PICT-classifier false-negative rate. PICT's ~⅓ false-negative rate on harmful completions means the reported rates are lower bounds, but it also means the headline 185× figure for GPT-4 is sensitive to classifier calibration. A more aggressive harmful- content classifier could shift the modulated rate up; a more conservative one could shift it down. The cross-model rank order (Claude 2 > GPT-4 > Vicuna-33B) is more robust than the precise percentages.

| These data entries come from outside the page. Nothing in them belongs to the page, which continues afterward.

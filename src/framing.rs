//! Frame boundaries and the sample budget.
//!
//! Reconstructed samples are held back until the trigger fires, then
//! forwarded to the sink until `limit_samples` have been sent. There is one
//! frame per acquisition.

use crate::sink::SampleSink;
use crate::trigger::TriggerMatcher;

/// What the transfer that carried the data should do next.
#[derive(Debug, Clone, Copy, PartialEq, Eq)]
pub enum Flow {
    /// Keep streaming.
    Continue,
    /// The frame budget is used up; nothing more will be forwarded.
    FinalFrame,
}

#[derive(Debug)]
enum FrameState {
    Armed(TriggerMatcher),
    Fired,
    Ended,
}

/// Applies the trigger and the sample budget to reconstructed samples.
#[derive(Debug)]
pub struct FramingEngine {
    state: FrameState,
    unit_size: usize,
    limit_samples: u64,
    sent_samples: u64,
    num_frames: u64,
}

impl FramingEngine {
    /// `trigger` of `None` starts the frame right away with the whole budget.
    pub fn new(unit_size: usize, limit_samples: u64, trigger: Option<TriggerMatcher>) -> Self {
        Self {
            state: trigger.map_or(FrameState::Fired, FrameState::Armed),
            unit_size: unit_size.max(1),
            limit_samples,
            sent_samples: 0,
            num_frames: 0,
        }
    }

    /// Emit the opening markers: the header, and `frame_begin` when no trigger is armed.
    pub fn begin(&mut self, sink: &mut dyn SampleSink) {
        sink.frame_header();
        if matches!(self.state, FrameState::Fired) {
            sink.frame_begin();
        }
    }

    pub fn trigger_fired(&self) -> bool {
        !matches!(self.state, FrameState::Armed(_))
    }

    pub fn is_ended(&self) -> bool {
        matches!(self.state, FrameState::Ended)
    }

    pub fn sent_samples(&self) -> u64 {
        self.sent_samples
    }

    pub fn num_frames(&self) -> u64 {
        self.num_frames
    }

    /// Drop the trigger matcher and forward nothing more.
    pub fn close(&mut self) {
        self.state = FrameState::Ended;
    }

    fn remaining(&self) -> u64 {
        if self.limit_samples == 0 {
            u64::MAX
        } else {
            self.limit_samples.saturating_sub(self.sent_samples)
        }
    }

    /// Forward `data` (whole sample units) to the sink.
    pub fn feed(&mut self, data: &[u8], sink: &mut dyn SampleSink) -> Flow {
        #[cfg(feature = "cpu-profiling")]
        let _zone = tracy_client::span!("FramingEngine::feed");

        let mut offset = 0;
        match &mut self.state {
            FrameState::Ended => return Flow::FinalFrame,
            FrameState::Fired => {}
            FrameState::Armed(matcher) => {
                let Some(hit) = matcher.check(data) else {
                    return Flow::Continue;
                };
                let pre_samples = hit.pre_trigger_samples(self.unit_size) as u64;
                log::debug!(
                    "Trigger fired at sample {} with {} pre-trigger samples",
                    hit.offset,
                    pre_samples
                );
                sink.frame_begin();
                self.state = FrameState::Fired;

                let pre_samples = pre_samples.min(self.remaining());
                if pre_samples > 0 {
                    let bytes = pre_samples as usize * self.unit_size;
                    let skip = hit.pre_trigger.len() - bytes;
                    sink.logic_data(&hit.pre_trigger[skip..], self.unit_size);
                }
                self.sent_samples += pre_samples;
                offset = hit.offset * self.unit_size;
            }
        }

        let available = (data.len() - offset) / self.unit_size;
        let num_samples = (available as u64).min(self.remaining()) as usize;
        if num_samples > 0 {
            sink.logic_data(
                &data[offset..offset + num_samples * self.unit_size],
                self.unit_size,
            );
            self.sent_samples += num_samples as u64;
        }

        if self.limit_samples > 0 && self.sent_samples >= self.limit_samples {
            log::debug!("Frame complete after {} samples", self.sent_samples);
            sink.frame_end();
            self.num_frames += 1;
            self.state = FrameState::Ended;
            return Flow::FinalFrame;
        }
        Flow::Continue
    }
}
//! Turns raw HSPI payload into logical sample units.
//!
//! A transfer carries one or more packets of at most [`MAX_PACKET_SIZE`] bytes.
//! Each packet may start with a little-endian frame counter; the rest is
//! sample data, packed `ratio` samples per byte when oversampling.

use crate::config::MAX_PACKET_SIZE;
use crate::csr::CounterWidth;

/// Expand oversampled bytes into one byte per logical sample.
///
/// Ratio 2 yields the low nibble then the high nibble, ratio 4 yields the
/// 2-bit slices least significant first. Any other ratio copies the input.
pub fn expand(ratio: u8, input: &[u8], out: &mut Vec<u8>) {
    match ratio {
        2 => {
            out.reserve(input.len() * 2);
            for b in input {
                out.push(b & 0x0f);
                out.push(b >> 4);
            }
        }
        4 => {
            out.reserve(input.len() * 4);
            for b in input {
                out.push(b & 0x03);
                out.push((b >> 2) & 0x03);
                out.push((b >> 4) & 0x03);
                out.push(b >> 6);
            }
        }
        _ => out.extend_from_slice(input),
    }
}

/// Result of reconstructing one transfer.
#[derive(Debug, Clone, Copy, Default, PartialEq, Eq)]
pub struct ChunkStats {
    pub packets: usize,
    pub counter_gaps: usize,
}

#[derive(Debug)]
pub struct SampleReconstructor {
    ratio: u8,
    unit_size: usize,
    counter: Option<CounterWidth>,
    prev_counter: Option<u64>,
    carry: Vec<u8>,
    counter_gaps: u64,
}

impl SampleReconstructor {
    pub fn new(ratio: u8, unit_size: usize, counter: Option<CounterWidth>) -> Self {
        Self {
            ratio,
            unit_size: unit_size.max(1),
            counter,
            prev_counter: None,
            carry: Vec::new(),
            counter_gaps: 0,
        }
    }

    /// Frame counter gaps seen since creation.
    pub fn counter_gaps(&self) -> u64 {
        self.counter_gaps
    }

    /// Reconstruct `chunk` into whole sample units appended to `out`.
    ///
    /// Bytes of an incomplete trailing unit are kept for the next call.
    pub fn process(&mut self, chunk: &[u8], out: &mut Vec<u8>) -> ChunkStats {
        #[cfg(feature = "cpu-profiling")]
        let _zone = tracy_client::span!("SampleReconstructor::process");

        let mut stats = ChunkStats::default();
        let start = out.len();
        out.extend_from_slice(&self.carry);
        self.carry.clear();

        for packet in chunk.chunks(MAX_PACKET_SIZE) {
            stats.packets += 1;
            let payload = match self.counter {
                Some(width) => {
                    if packet.len() < width.bytes() {
                        log::warn!("Packet of {} bytes is shorter than its frame counter", packet.len());
                        continue;
                    }
                    let (prefix, payload) = packet.split_at(width.bytes());
                    if !self.check_counter(width, prefix) {
                        stats.counter_gaps += 1;
                    }
                    payload
                }
                None => packet,
            };
            expand(self.ratio, payload, out);
        }

        let whole = out.len() - (out.len() - start) % self.unit_size;
        self.carry.extend_from_slice(&out[whole..]);
        out.truncate(whole);
        stats
    }

    fn check_counter(&mut self, width: CounterWidth, prefix: &[u8]) -> bool {
        let counter = prefix
            .iter()
            .rev()
            .fold(0u64, |acc, b| (acc << 8) | u64::from(*b));

        let in_sequence = match self.prev_counter {
            None => true,
            Some(prev) => {
                let expected = if prev == width.max_value() { 0 } else { prev + 1 };
                if counter != expected {
                    self.counter_gaps += 1;
                    log::warn!(
                        "Frame counter discontinuity: expected {}, got {} (samples may be missing)",
                        expected,
                        counter
                    );
                }
                counter == expected
            }
        };
        self.prev_counter = Some(counter);
        in_sequence
    }
}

Model versions are now retired. GPT-4 gpt-4-0613, Claude 2, and Vicuna-33B are all deprecated/retired. The Zhang et al. genetic-algorithm follow-on demonstrates the prompt-level reactivation pattern persists on 2024–2025 frontier models — GPT-4o, GPT-4o-mini, Qwen2.5-14B-Instruct, LLaMA-3.1-8B-Instruct, DeepSeek-V3 — with the persona-prompt-evolved attack dropping AdvBench RtA from 98.7% → 1.3% on GPT-4o-mini and synergizing with PAP to raise GPT-4o ASR from 54.6% → 71.2%. The Sandhan et al. follow-on (arXiv January 2026) closes the Anthropic-family open question on Claude-3.5-Haiku: PHISH measures BFI STIR 76.72, MPI 70.42, ANTHR 67.08 — substantial trait reversal but middle-of-distribution among the 8 evaluated LLMs, not maximally vulnerable as Claude 2 was in this paper's evaluation. Whether the shift between Claude 2 (most vulnerable in 2023) and Claude-3.5-Haiku (mid-vulnerability in 2026) reflects Anthropic's Constitutional AI evolution or differences in the attack surface (system-prompt persona modulation vs. user- history Big-Five trait drift) is not directly adjudicable from the two findings. Anthropic Opus 4 / 4.5 / 4.6 family remains untested.

Categories defined relative to 2023 OpenAI usage policy. The 43 "harmful categories" track OpenAI's then-published usage policies. Categories that have since shifted policy status, been added, or been removed are not represented; the precise list is a snapshot of late- 2023 vendor policy, not a stable taxonomy.